Tam o sırada kulaklarına ilişen sesle, Nazlı'nın yüzündeki gülümseme usulca söndü. Keskin bir fren sesi asfaltta bağırırken Nazlı ürkekçe gözlerini açtı ama aşağıya bakmadı. Bakamadı... Gözleri yüksek sesle birlikte anında havalanan kuşlara kayarken, ardından gelen büyük bir bulutun güneşi kapatması bir olmuştu. Nazlı bir anda üşüdüğünü hissetti. Dışarıya verdiği nefes havada beyaz bir duman oluştururken ellerini ayırdı ve iki yanına halsizce saldı. 

Başı oldukça yavaş ve korkak bir şekilde sesin geldiği yöne döndü. Donuk bakışları karşılaştığı manzarayla hızlıca gözyaşlarına ev sahipliği yaparken, kendi kendine fısıldadı. 

"Bir daha olmaz... hayır... hayır..."

Yayından çıkan ok misali anında yerinden fırladı ve nasıl olduğunu bilemeden kendini dışarıya attı. Merdivenleri duvara çarpa çarpa inerken, kalbi ani sızılarla baş etmeye çalışıyordu. Elleri ve ayakları buz tutmuş vaziyetteydi. Nefes almanın ne demek olduğunu bile unutmuştu. 

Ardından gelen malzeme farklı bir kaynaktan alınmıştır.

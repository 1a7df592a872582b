//! Integration tests for the full query flow.
//!
//! Tests the complete path: tokens → filter → evaluate → page → cache → page turn.

use std::io::Write;
use std::sync::Arc;

use jucedoc_lib::catalogue::CompoundKind;
use jucedoc_lib::{
    Catalogue, CatalogueBuilder, ChannelId, Filter, FilterError, MessageId, PageAction,
    PageCache, PagedResult, QueryConfig, QueryService, SymbolKind, SymbolSpec, TenantId,
};
use tempfile::NamedTempFile;

/// Structs and classes under `juce::Audio*` and `juce::Gui*`, plus a
/// Component hierarchy for base filtering.
fn create_juce_catalogue() -> Catalogue {
    let mut builder = CatalogueBuilder::new().with_revision("8.0.4");
    let juce = builder.add(SymbolSpec::namespace("juce").brief("JUCE library"));

    builder.add(SymbolSpec::class("juce::AudioBuffer", "class").within(juce));
    builder.add(SymbolSpec::class("juce::AudioSourceChannelInfo", "struct").within(juce));
    builder.add(SymbolSpec::class("juce::AudioPlayHead", "class").within(juce));
    builder.add(SymbolSpec::class("juce::AudioProcessorHolder", "struct").within(juce));
    builder.add(SymbolSpec::class("juce::GuiHelperStruct", "struct").within(juce));
    builder.add(SymbolSpec::class("juce::GuiWindow", "class").within(juce));
    builder.add(SymbolSpec::enumeration("juce::AudioChannelType", true).within(juce));

    let component = builder.add(SymbolSpec::class("juce::Component", "class").within(juce));
    let button = builder.add(
        SymbolSpec::class("juce::Button", "class")
            .within(juce)
            .base(component),
    );
    builder.add(
        SymbolSpec::class("juce::TextButton", "class")
            .within(juce)
            .base(button),
    );

    builder.build()
}

fn qualified_names(catalogue: &Catalogue, result: &PagedResult) -> Vec<String> {
    result
        .matches()
        .iter()
        .map(|m| catalogue.get(m.id).unwrap().qualified_name.clone())
        .collect()
}

#[test]
fn test_audio_structs_only() {
    let catalogue = create_juce_catalogue();
    let filter =
        Filter::parse(["entity:Class,Enum", "ctype:Struct", "cpath:juce::Audio"]).unwrap();

    let mut result = PagedResult::new(ChannelId(1), filter);
    result.apply_query(&catalogue, None);

    let names = qualified_names(&catalogue, &result);
    assert_eq!(
        names,
        vec!["juce::AudioSourceChannelInfo", "juce::AudioProcessorHolder"]
    );
    for m in result.matches() {
        let symbol = catalogue.get(m.id).unwrap();
        assert_eq!(
            symbol.class_detail().unwrap().compound_kind(),
            Some(CompoundKind::Struct)
        );
    }
}

#[test]
fn test_direct_and_nested_bases() {
    let catalogue = create_juce_catalogue();

    let nested = Filter::parse(["entity:Class", "bases:juce::Component", "sort:asc"]).unwrap();
    let mut result = PagedResult::new(ChannelId(1), nested);
    result.apply_query(&catalogue, None);
    assert_eq!(
        qualified_names(&catalogue, &result),
        vec!["juce::Button", "juce::TextButton"]
    );

    let direct = Filter::parse(["entity:Class", "bases:@juce::Component"]).unwrap();
    let mut result = PagedResult::new(ChannelId(1), direct);
    result.apply_query(&catalogue, None);
    assert_eq!(qualified_names(&catalogue, &result), vec!["juce::Button"]);
}

#[test]
fn test_cache_capacity_two_scenario() {
    let mut cache = PageCache::new(2);
    for id in 1..=3 {
        cache.push(MessageId(id), PagedResult::new(ChannelId(1), Filter::default()));
    }

    assert!(cache.get(MessageId(1)).is_none());
    assert!(cache.get(MessageId(2)).is_some());
    assert!(cache.get(MessageId(3)).is_some());
}

#[test]
fn test_zero_matches_single_empty_page() {
    let catalogue = create_juce_catalogue();
    let filter = Filter::parse(["cpath:nowhere::"]).unwrap();
    let mut result = PagedResult::new(ChannelId(1), filter).with_page_size(5);
    result.apply_query(&catalogue, None);

    assert_eq!(result.page_count(), 1);
    assert!(result.render_page().is_empty());
}

#[test]
fn test_malformed_token_rejected() {
    let err = Filter::parse(["entity:Class", "entity=Class"]).unwrap_err();
    assert_eq!(err, FilterError::MalformedToken("entity=Class".to_string()));
}

#[test]
fn test_service_find_and_page_turns() {
    let catalogue = Arc::new(create_juce_catalogue());
    let config = QueryConfig {
        page_size: 2,
        ..QueryConfig::default()
    };
    let service = QueryService::new(catalogue, config);

    let result = service
        .find(ChannelId(7), "audio", &["entity:Class,Enum", "sort:asc"])
        .unwrap();
    assert_eq!(result.item_count(), 5);
    assert_eq!(result.page_count(), 3);

    let first_page: Vec<_> = result
        .resolve_page(service.catalogue())
        .into_iter()
        .map(|(kind, symbol)| (kind, symbol.qualified_name.clone()))
        .collect();
    assert_eq!(
        first_page,
        vec![
            (SymbolKind::Class, "juce::AudioBuffer".to_string()),
            (SymbolKind::Enum, "juce::AudioChannelType".to_string()),
        ]
    );

    let tenant = TenantId(100);
    assert!(service.remember(tenant, MessageId(55), result).unwrap());

    let turn = |action| {
        service
            .turn_page(tenant, MessageId(55), action)
            .unwrap()
            .unwrap()
    };
    assert_eq!(turn(PageAction::Forward).summary.page, 2);
    let last = turn(PageAction::Forward);
    assert_eq!(last.summary.page, 3);
    assert_eq!(last.items.len(), 1);
    assert_eq!(turn(PageAction::Forward).summary.page, 3);
    assert_eq!(turn(PageAction::Back).summary.page, 2);
}

#[test]
fn test_snapshot_file_feeds_service() {
    let catalogue = create_juce_catalogue();
    let mut file = NamedTempFile::new().unwrap();
    file.write_all(catalogue.to_json_string().unwrap().as_bytes())
        .unwrap();

    let loaded = Catalogue::load(file.path()).unwrap();
    assert_eq!(loaded.counts(), catalogue.counts());
    assert_eq!(loaded.revision(), Some("8.0.4"));

    let service = QueryService::new(Arc::new(loaded), QueryConfig::default());
    let (kind, symbol) = service.show("juce::TextButton").unwrap();
    assert_eq!(kind, SymbolKind::Class);
    assert_eq!(symbol.class_detail().unwrap().bases.len(), 1);

    let result = service
        .list(ChannelId(1), &["entity:Class", "bases:@juce::Button"])
        .unwrap();
    assert_eq!(result.item_count(), 1);
}

#[test]
fn test_volatile_members_end_to_end() {
    let mut builder = CatalogueBuilder::new();
    let juce = builder.add(SymbolSpec::namespace("juce"));
    let thread = builder.add(SymbolSpec::class("juce::Thread", "class").within(juce));
    builder.add(
        SymbolSpec::field("juce::Thread::shouldExit")
            .within(thread)
            .volatile(),
    );
    builder.add(
        SymbolSpec::function("juce::Thread::threadShouldExit")
            .within(thread)
            .constant()
            .volatile(),
    );
    builder.add(SymbolSpec::function("juce::Thread::getThreadName").within(thread));
    let catalogue = builder.build();

    let run = |tokens: &[&str]| {
        let mut result = PagedResult::new(ChannelId(1), Filter::parse(tokens).unwrap());
        result.apply_query(&catalogue, None);
        qualified_names(&catalogue, &result)
    };

    assert_eq!(
        run(&["entity:Function,Field", "quals:Volatile"]),
        vec!["juce::Thread::shouldExit"]
    );
    assert_eq!(
        run(&["entity:Function,Field", "quals:ConstVolatile"]),
        vec!["juce::Thread::threadShouldExit"]
    );
    assert_eq!(
        run(&["entity:Function", "quals:Normal,ConstVolatile", "sort:asc"]),
        vec!["juce::Thread::getThreadName", "juce::Thread::threadShouldExit"]
    );
}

Koşar adımlarla apartmandan çıktığında karşısında gördüğü kişiyle anında durakladı. Şaşkın gözleri öylece önünde duran sevgilisinde gezindi. Konuştuğunda sesi tıpkı bir mağaradaymışçasına yankılandı. 

"Ali?"

Ali'nin yüzünde acıdan başka hiçbir şey yoktu. Hayal kırıklığı yüreğinin en derininden başlayarak tüm bedenini yakıyordu. 

"Nazlı?"

Nazlı ne olduğunu anlamlandıramadı. Bakışları usulca Ali'nin arkasına kaydı ve gördüğü manzara kafasını daha da karıştırdı. Ali'nin kana bulanmış hissiz bedeni, çevresindeki kalabalığın ortasında öylece yatarken kaşlarını çattı. Bir kez daha Ali'ye baktı. 

"Ne oluyor?"

Ali arkasına baktı. Yerde yatan kendisini gördüğünde elini kalbinin üzerine dayadı. 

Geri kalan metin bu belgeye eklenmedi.